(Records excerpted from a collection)
+---+
// src/config/model.rs

use std::collections::BTreeMap;
use std::fmt;
use std::str::FromStr;
use std::time::Duration;

use serde::{Deserialize, Serialize};

use crate::errors::{Result, ScanbatchError};

/// The closed set of scan tools the engine knows how to drive.
///
/// Each variant carries an explicit exit-code classification; there is
/// deliberately no universal "non-zero means failure" rule, because several
/// of these tools use a non-zero exit status to mean "findings present"
/// rather than "crashed".
#[derive(Debug, Clone, Copy, PartialEq, Eq, PartialOrd, Ord, Hash, Serialize, Deserialize)]
#[serde(rename_all = "kebab-case")]
pub enum ScanTool {
    /// OWASP ZAP baseline scan. Exits 1 on FAIL-NEW alerts, 2 on WARN-NEW.
    ZapBaseline,
    /// Nikto web server scanner. Exits 1 when findings are reported.
    Nikto,
    /// Nuclei template scanner. Exits 1 when configured to fail on matches.
    Nuclei,
}

/// How an executor exit status is interpreted for a given tool.
#[derive(Debug, Clone, Copy, PartialEq, Eq)]
pub enum ExitOutcome {
    /// Scan ran to completion and reported nothing.
    Clean,
    /// Scan ran to completion and reported findings; the run still counts
    /// as completed, not failed.
    FindingsPresent,
    /// The tool itself broke; the run is failed.
    Crash,
}

impl ScanTool {
    pub fn as_str(&self) -> &'static str {
        match self {
            ScanTool::ZapBaseline => "zap-baseline",
            ScanTool::Nikto => "nikto",
            ScanTool::Nuclei => "nuclei",
        }
    }

    /// Built-in exit-code classification for this tool.
    ///
    /// A missing exit code (killed by signal) is always a crash.
    pub fn classify_exit(&self, code: Option<i32>) -> ExitOutcome {
        let Some(code) = code else {
            return ExitOutcome::Crash;
        };
        match self {
            ScanTool::ZapBaseline => match code {
                0 => ExitOutcome::Clean,
                1 | 2 => ExitOutcome::FindingsPresent,
                _ => ExitOutcome::Crash,
            },
            ScanTool::Nikto | ScanTool::Nuclei => match code {
                0 => ExitOutcome::Clean,
                1 => ExitOutcome::FindingsPresent,
                _ => ExitOutcome::Crash,
            },
        }
    }
}

impl fmt::Display for ScanTool {
    fn fmt(&self, f: &mut fmt::Formatter<'_>) -> fmt::Result {
        f.write_str(self.as_str())
    }
}

impl FromStr for ScanTool {
    type Err = String;

    fn from_str(s: &str) -> std::result::Result<Self, Self::Err> {
        match s.trim().to_lowercase().as_str() {
            "zap-baseline" | "zap" => Ok(ScanTool::ZapBaseline),
            "nikto" => Ok(ScanTool::Nikto),
            "nuclei" => Ok(ScanTool::Nuclei),
            other => Err(format!(
                "unknown scan tool: {other} (expected \"zap-baseline\", \"nikto\" or \"nuclei\")"
            )),
        }
    }
}

/// Immutable configuration for one batch of repeated scans.
#[derive(Debug, Clone, Serialize, Deserialize)]
pub struct BatchConfig {
    pub tool: ScanTool,
    pub target_url: String,
    pub repetitions: u32,
    /// Stagger between consecutive run launches. Zero means launch as fast
    /// as the concurrency cap allows.
    #[serde(default)]
    pub delay_between_runs: Duration,
}

impl BatchConfig {
    pub fn new(tool: ScanTool, target_url: impl Into<String>, repetitions: u32) -> Self {
        Self {
            tool,
            target_url: target_url.into(),
            repetitions,
            delay_between_runs: Duration::ZERO,
        }
    }

    pub fn with_delay(mut self, delay: Duration) -> Self {
        self.delay_between_runs = delay;
        self
    }

    /// Validate the configuration before a batch is created from it.
    pub fn validate(&self) -> Result<()> {
        if self.repetitions < 1 {
            return Err(ScanbatchError::Config(
                "repetitions must be at least 1".to_string(),
            ));
        }
        if self.target_url.trim().is_empty() {
            return Err(ScanbatchError::Config("target URL is empty".to_string()));
        }
        Ok(())
    }
}

/// Per-tool override for exit-code classification, from the settings file.
///
/// Codes listed in neither set classify as a crash.
#[derive(Debug, Clone, Default, Deserialize)]
pub struct ToolOverride {
    #[serde(default)]
    pub clean_exit_codes: Vec<i32>,
    #[serde(default)]
    pub findings_exit_codes: Vec<i32>,
}

/// Raw settings file as deserialized from TOML, before validation.
#[derive(Debug, Clone, Default, Deserialize)]
pub struct RawSettings {
    #[serde(default)]
    pub executor: ExecutorSection,
    #[serde(default)]
    pub limits: LimitsSection,
    #[serde(default)]
    pub tools: BTreeMap<String, ToolOverride>,
}

#[derive(Debug, Clone, Deserialize)]
pub struct ExecutorSection {
    /// Program invoked to actually perform a scan.
    #[serde(default = "default_executor_path")]
    pub path: String,
}

impl Default for ExecutorSection {
    fn default() -> Self {
        Self {
            path: default_executor_path(),
        }
    }
}

#[derive(Debug, Clone, Deserialize)]
pub struct LimitsSection {
    /// Process-wide cap on concurrently running scans.
    #[serde(default = "default_concurrency")]
    pub concurrency: usize,
}

impl Default for LimitsSection {
    fn default() -> Self {
        Self {
            concurrency: default_concurrency(),
        }
    }
}

fn default_executor_path() -> String {
    "scan-runner".to_string()
}

fn default_concurrency() -> usize {
    3
}

/// Validated settings, produced via `TryFrom<RawSettings>`.
#[derive(Debug, Clone)]
pub struct Settings {
    pub executor_path: String,
    pub concurrency: usize,
    tool_overrides: BTreeMap<ScanTool, ToolOverride>,
}

impl Default for Settings {
    fn default() -> Self {
        Settings::try_from(RawSettings::default())
            .expect("default settings are valid")
    }
}

impl TryFrom<RawSettings> for Settings {
    type Error = ScanbatchError;

    fn try_from(raw: RawSettings) -> Result<Self> {
        if raw.limits.concurrency < 1 {
            return Err(ScanbatchError::Config(
                "limits.concurrency must be at least 1".to_string(),
            ));
        }

        let mut tool_overrides = BTreeMap::new();
        for (name, over) in raw.tools {
            let tool: ScanTool = name
                .parse()
                .map_err(|e: String| ScanbatchError::Config(format!("[tools.{name}]: {e}")))?;
            tool_overrides.insert(tool, over);
        }

        Ok(Self {
            executor_path: raw.executor.path,
            concurrency: raw.limits.concurrency,
            tool_overrides,
        })
    }
}

impl Settings {
    /// Classify an executor exit status for the given tool, consulting any
    /// settings-file override before falling back to the built-in mapping.
    pub fn classify_exit(&self, tool: ScanTool, code: Option<i32>) -> ExitOutcome {
        if let Some(over) = self.tool_overrides.get(&tool) {
            if let Some(code) = code {
                if over.clean_exit_codes.contains(&code) {
                    return ExitOutcome::Clean;
                }
                if over.findings_exit_codes.contains(&code) {
                    return ExitOutcome::FindingsPresent;
                }
                if !over.clean_exit_codes.is_empty() || !over.findings_exit_codes.is_empty() {
                    return ExitOutcome::Crash;
                }
            }
        }
        tool.classify_exit(code)
    }

    pub fn override_tool(&mut self, tool: ScanTool, over: ToolOverride) {
        self.tool_overrides.insert(tool, over);
    }
}
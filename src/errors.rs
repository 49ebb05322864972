// src/errors.rs

//! Crate-wide error taxonomy and `Result` alias.
//!
//! Run-level failures (`Spawn`, `ExecutionFailure`) are terminal for a single
//! run only and never abort sibling runs or the batch. `Parse` degrades to a
//! placeholder finding at the extraction stage; `Synthesis` is reported via a
//! `markdown_error` event and does not affect batch completion.

use thiserror::Error;

#[derive(Error, Debug)]
pub enum ScanbatchError {
    #[error("Configuration error: {0}")]
    Config(String),

    #[error("Batch not found: {0}")]
    BatchNotFound(String),

    #[error("Failed to spawn scan executor: {0}")]
    Spawn(String),

    #[error("Scan executor failed (exit code {code:?}): {message}")]
    ExecutionFailure { code: Option<i32>, message: String },

    #[error("Failed to parse scan output: {0}")]
    Parse(String),

    #[error("Failed to synthesize report: {0}")]
    Synthesis(String),

    #[error("IO error: {0}")]
    Io(#[from] std::io::Error),

    #[error("TOML parsing error: {0}")]
    Toml(#[from] toml::de::Error),

    #[error(transparent)]
    Other(#[from] anyhow::Error),
}

pub use anyhow::Error;
pub type Result<T> = std::result::Result<T, ScanbatchError>;
// src/exec/supervisor.rs

//! Individual scan process supervision.

use std::process::Stdio;
use std::time::{Duration, Instant};

use tokio::io::{AsyncBufReadExt, AsyncRead, BufReader};
use tokio::process::Command;
use tracing::{debug, info, warn};

use crate::errors::{Result, ScanbatchError};
use crate::events::{Bus, Event, stderr_event, stdout_event};

use super::backend::ScanRequest;

/// Terminal result of one supervised scan process.
///
/// `exit_code` is `None` when the process was killed by a signal. The
/// caller (scheduler) classifies the code per tool; the supervisor itself
/// makes no success/failure judgement beyond "it spawned and exited".
#[derive(Debug, Clone)]
pub struct ExecutionResult {
    pub exit_code: Option<i32>,
    pub stdout: String,
    pub stderr: String,
    pub duration: Duration,
}

/// Run one scan process to completion.
///
/// - Spawns `<executor> <tool> <run_index> <run_id> <target_url>
///   <batch_id>` with piped stdio.
/// - Each stdout line is published as a `stdout` event the moment it
///   arrives (mirrored for stderr); this is a live stream, not a final
///   buffer dump.
/// - The full captured stdout is persisted verbatim to the raw output
///   artifact, whether or not the process succeeded.
/// - No timeout is imposed; the process runs until it exits.
pub async fn run_scan(request: ScanRequest, events: Bus) -> Result<ExecutionResult> {
    info!(
        batch_id = %request.batch_id,
        run_id = %request.run_id,
        tool = %request.tool,
        executor = %request.executor_path,
        "starting scan process"
    );

    let started = Instant::now();

    let mut cmd = Command::new(&request.executor_path);
    cmd.arg(request.tool.as_str())
        .arg(request.run_index.to_string())
        .arg(&request.run_id)
        .arg(&request.target_url)
        .arg(&request.batch_id)
        .stdout(Stdio::piped())
        .stderr(Stdio::piped())
        .kill_on_drop(true);

    let mut child = cmd.spawn().map_err(|e| {
        ScanbatchError::Spawn(format!(
            "executor '{}' for run '{}': {e}",
            request.executor_path, request.run_id
        ))
    })?;

    let stdout = child.stdout.take();
    let stderr = child.stderr.take();

    let stdout_task = stream_lines(stdout, events.clone(), request.run_id.clone(), false);
    let stderr_task = stream_lines(stderr, events.clone(), request.run_id.clone(), true);

    let status = child.wait().await?;

    // Streams end at process exit; join them to get the accumulated text.
    let stdout_text = stdout_task.await.unwrap_or_default();
    let stderr_text = stderr_task.await.unwrap_or_default();

    let duration = started.elapsed();
    let exit_code = status.code();

    info!(
        run_id = %request.run_id,
        exit_code = ?exit_code,
        duration_ms = duration.as_millis() as u64,
        "scan process exited"
    );

    // Persist the raw output before returning, so a run classified as
    // failed still leaves its captured output on disk.
    if let Err(e) = tokio::fs::write(&request.raw_output_path, &stdout_text).await {
        warn!(
            run_id = %request.run_id,
            path = %request.raw_output_path.display(),
            error = %e,
            "failed to persist raw scan output"
        );
        return Err(e.into());
    }

    Ok(ExecutionResult {
        exit_code,
        stdout: stdout_text,
        stderr: stderr_text,
        duration,
    })
}

/// Read lines from a child stream, publishing each as an event and
/// accumulating the full text. Returns the accumulated text when the
/// stream closes at process exit.
fn stream_lines(
    stream: Option<impl AsyncRead + Unpin + Send + 'static>,
    events: Bus,
    run_id: String,
    is_stderr: bool,
) -> tokio::task::JoinHandle<String> {
    tokio::spawn(async move {
        let mut buffer = String::new();
        let Some(stream) = stream else {
            return buffer;
        };

        let reader = BufReader::new(stream);
        let mut lines = reader.lines();

        while let Ok(Some(line)) = lines.next_line().await {
            debug!(
                run_id = %run_id,
                channel = if is_stderr { "stderr" } else { "stdout" },
                "{line}"
            );
            let event: Event = if is_stderr {
                stderr_event(&run_id, line.clone())
            } else {
                stdout_event(&run_id, line.clone())
            };
            events.publish(event);

            buffer.push_str(&line);
            buffer.push('\n');
        }

        buffer
    })
}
+---+
Give the count of lines above that include the word "accumulated", stating no other information.

RESULT FOR THIS TASK> 2